Find the word "EXCLUDED" in the data below and copy each line that holds it.

-------- Input material --------

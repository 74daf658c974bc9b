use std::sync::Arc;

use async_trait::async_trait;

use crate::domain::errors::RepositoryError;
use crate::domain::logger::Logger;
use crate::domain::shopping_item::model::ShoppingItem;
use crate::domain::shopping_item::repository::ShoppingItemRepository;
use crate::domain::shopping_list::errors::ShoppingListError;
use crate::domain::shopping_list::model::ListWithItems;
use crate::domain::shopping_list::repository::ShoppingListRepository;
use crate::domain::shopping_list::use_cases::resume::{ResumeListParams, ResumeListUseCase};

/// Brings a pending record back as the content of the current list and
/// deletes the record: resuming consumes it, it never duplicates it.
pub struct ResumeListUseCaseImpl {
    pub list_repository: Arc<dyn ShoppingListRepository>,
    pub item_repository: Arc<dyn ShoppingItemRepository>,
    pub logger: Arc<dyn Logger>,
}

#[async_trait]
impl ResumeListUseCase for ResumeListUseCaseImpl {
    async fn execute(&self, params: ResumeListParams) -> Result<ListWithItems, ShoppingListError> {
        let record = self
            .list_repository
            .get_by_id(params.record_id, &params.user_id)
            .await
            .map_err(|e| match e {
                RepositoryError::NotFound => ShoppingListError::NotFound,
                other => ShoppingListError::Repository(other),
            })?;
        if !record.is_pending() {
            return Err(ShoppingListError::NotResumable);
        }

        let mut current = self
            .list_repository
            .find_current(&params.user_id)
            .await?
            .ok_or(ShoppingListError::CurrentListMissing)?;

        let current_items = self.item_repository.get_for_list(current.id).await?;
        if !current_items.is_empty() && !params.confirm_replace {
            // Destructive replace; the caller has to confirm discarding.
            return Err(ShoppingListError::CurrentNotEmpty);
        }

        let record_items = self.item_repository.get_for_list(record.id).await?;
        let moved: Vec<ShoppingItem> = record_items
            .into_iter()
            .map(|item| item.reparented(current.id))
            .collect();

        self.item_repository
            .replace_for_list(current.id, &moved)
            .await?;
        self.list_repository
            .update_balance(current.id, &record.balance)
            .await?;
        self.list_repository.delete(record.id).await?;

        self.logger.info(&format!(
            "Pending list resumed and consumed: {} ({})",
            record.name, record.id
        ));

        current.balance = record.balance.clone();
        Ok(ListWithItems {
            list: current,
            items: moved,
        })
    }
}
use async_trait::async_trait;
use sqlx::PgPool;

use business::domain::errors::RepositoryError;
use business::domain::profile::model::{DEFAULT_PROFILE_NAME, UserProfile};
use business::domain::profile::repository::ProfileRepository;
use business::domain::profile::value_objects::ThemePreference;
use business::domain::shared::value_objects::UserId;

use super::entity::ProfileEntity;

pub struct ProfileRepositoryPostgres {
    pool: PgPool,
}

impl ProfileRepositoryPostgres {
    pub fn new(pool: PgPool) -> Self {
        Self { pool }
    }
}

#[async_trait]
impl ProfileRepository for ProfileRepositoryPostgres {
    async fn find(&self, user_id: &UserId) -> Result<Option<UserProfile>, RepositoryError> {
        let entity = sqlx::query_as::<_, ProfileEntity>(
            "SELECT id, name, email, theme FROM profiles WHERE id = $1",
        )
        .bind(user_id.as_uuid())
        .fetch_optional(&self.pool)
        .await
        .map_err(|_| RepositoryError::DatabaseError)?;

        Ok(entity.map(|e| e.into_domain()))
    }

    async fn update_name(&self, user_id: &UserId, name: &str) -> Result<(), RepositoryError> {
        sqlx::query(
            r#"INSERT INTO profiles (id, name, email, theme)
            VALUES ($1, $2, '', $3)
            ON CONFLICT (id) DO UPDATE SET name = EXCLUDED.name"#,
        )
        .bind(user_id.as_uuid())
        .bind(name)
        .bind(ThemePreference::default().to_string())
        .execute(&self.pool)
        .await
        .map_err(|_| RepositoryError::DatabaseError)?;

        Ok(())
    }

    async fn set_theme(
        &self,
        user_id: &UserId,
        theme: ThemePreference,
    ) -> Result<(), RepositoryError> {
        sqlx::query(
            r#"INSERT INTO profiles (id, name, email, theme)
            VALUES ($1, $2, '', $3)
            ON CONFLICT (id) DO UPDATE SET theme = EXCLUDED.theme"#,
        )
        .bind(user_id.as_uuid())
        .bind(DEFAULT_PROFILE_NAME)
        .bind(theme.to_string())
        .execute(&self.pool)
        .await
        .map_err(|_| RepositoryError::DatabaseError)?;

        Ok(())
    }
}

--------

▶ [Task response]
            ON CONFLICT (id) DO UPDATE SET name = EXCLUDED.name"#,
            ON CONFLICT (id) DO UPDATE SET theme = EXCLUDED.theme"#,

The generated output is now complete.